» **What the task requires**: Check each line of the entries below for the word "crate", and copy out the ones that have it.

» **Records from a data collection**:
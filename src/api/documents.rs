use std::path::Path as FilePath;

use axum::{
    extract::{Multipart, Path, State},
    http::StatusCode,
    Json,
};
use log::warn;
use serde::Serialize;
use uuid::Uuid;

use super::{ApiError, AppState, AuthUser};
use crate::database::models::DocumentSummary;
use crate::extract::{extract_text, ExtractError};

#[derive(Serialize)]
#[serde(rename_all = "camelCase")]
pub struct UploadResponse {
    message: String,
    document_id: i64,
    file_name: String,
}

pub async fn list_documents(
    State(state): State<AppState>,
    AuthUser(claims): AuthUser,
) -> Result<Json<Vec<DocumentSummary>>, ApiError> {
    if !claims.can_view() {
        return Err(ApiError::Forbidden(
            "You do not have permission to view documents.".to_string(),
        ));
    }

    Ok(Json(state.db.list_documents().await?))
}

pub async fn get_document(
    State(state): State<AppState>,
    AuthUser(claims): AuthUser,
    Path(id): Path<i64>,
) -> Result<Json<DocumentSummary>, ApiError> {
    if !claims.can_view() {
        return Err(ApiError::Forbidden(
            "You do not have permission to view documents.".to_string(),
        ));
    }

    // Raw text and the embedding deliberately stay out of the response.
    state
        .db
        .get_document(id)
        .await?
        .map(Json)
        .ok_or_else(|| ApiError::NotFound("Document not found.".to_string()))
}

pub async fn delete_document(
    State(state): State<AppState>,
    AuthUser(claims): AuthUser,
    Path(id): Path<i64>,
) -> Result<StatusCode, ApiError> {
    if !claims.is_admin() {
        return Err(ApiError::Forbidden(
            "You do not have permission to delete documents.".to_string(),
        ));
    }

    if !state.db.delete_document(id).await? {
        return Err(ApiError::NotFound("Document not found.".to_string()));
    }

    Ok(StatusCode::NO_CONTENT)
}

/// Multipart upload: stage the file, extract its text, embed it, persist all
/// three, and keep a copy of the original under the upload directory.
pub async fn upload(
    State(state): State<AppState>,
    AuthUser(claims): AuthUser,
    mut multipart: Multipart,
) -> Result<Json<UploadResponse>, ApiError> {
    if !claims.can_upload() {
        return Err(ApiError::Forbidden(
            "You do not have permission to upload documents.".to_string(),
        ));
    }

    let mut file = None;
    while let Some(field) = multipart
        .next_field()
        .await
        .map_err(|e| ApiError::Validation(format!("Invalid multipart body: {}", e)))?
    {
        if field.file_name().is_some() {
            let file_name = field.file_name().unwrap_or_default().to_string();
            let data = field
                .bytes()
                .await
                .map_err(|e| ApiError::Validation(format!("Failed to read upload: {}", e)))?;
            file = Some((file_name, data));
            break;
        }
    }

    let (file_name, data) = file.ok_or_else(|| ApiError::Validation("Invalid file.".to_string()))?;
    // Client-supplied names are reduced to their final component before any
    // path is built from them.
    let file_name = FilePath::new(&file_name)
        .file_name()
        .and_then(|n| n.to_str())
        .unwrap_or_default()
        .to_string();
    if file_name.is_empty() || data.is_empty() {
        return Err(ApiError::Validation("Invalid file.".to_string()));
    }

    let extracted = extract_staged(&file_name, &data).await?;

    let embedding = if extracted.trim().is_empty() {
        None
    } else {
        Some(state.model.embed(&extracted).await?)
    };

    // Keep the original alongside the extracted text; same name overwrites.
    let permanent_path = state.upload_dir.join(&file_name);
    if let Err(e) = tokio::fs::write(&permanent_path, &data).await {
        warn!("Failed to keep original upload {}: {}", file_name, e);
    }

    let document_id = state
        .db
        .insert_document(file_name.clone(), extracted, embedding.as_deref())
        .await?;

    Ok(Json(UploadResponse {
        message: "File uploaded, text extracted, and embedding generated successfully.".to_string(),
        document_id,
        file_name,
    }))
}

/// Write the upload to a uniquely named temp file, extract on the blocking
/// pool, and always remove the temp file afterwards.
async fn extract_staged(file_name: &str, data: &[u8]) -> Result<String, ApiError> {
    let extension = FilePath::new(file_name)
        .extension()
        .and_then(|e| e.to_str())
        .map(|e| format!(".{}", e))
        .unwrap_or_default();
    let temp_path = std::env::temp_dir().join(format!("{}{}", Uuid::new_v4(), extension));

    tokio::fs::write(&temp_path, data)
        .await
        .map_err(|e| ApiError::Internal(format!("failed to stage upload: {}", e)))?;

    let extract_path = temp_path.clone();
    let result = tokio::task::spawn_blocking(move || extract_text(&extract_path)).await;

    if let Err(e) = tokio::fs::remove_file(&temp_path).await {
        warn!("Failed to remove temp file {}: {}", temp_path.display(), e);
    }

    match result {
        Ok(Ok(text)) => Ok(text),
        Ok(Err(e @ ExtractError::Unsupported(_))) => Err(ApiError::Validation(e.to_string())),
        Ok(Err(e)) => Err(ApiError::Internal(format!("Upload failed: {}", e))),
        Err(e) => Err(ApiError::Internal(format!("extraction task failed: {}", e))),
    }
}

» **Written answer**:
use crate::database::models::DocumentSummary;
use crate::extract::{extract_text, ExtractError};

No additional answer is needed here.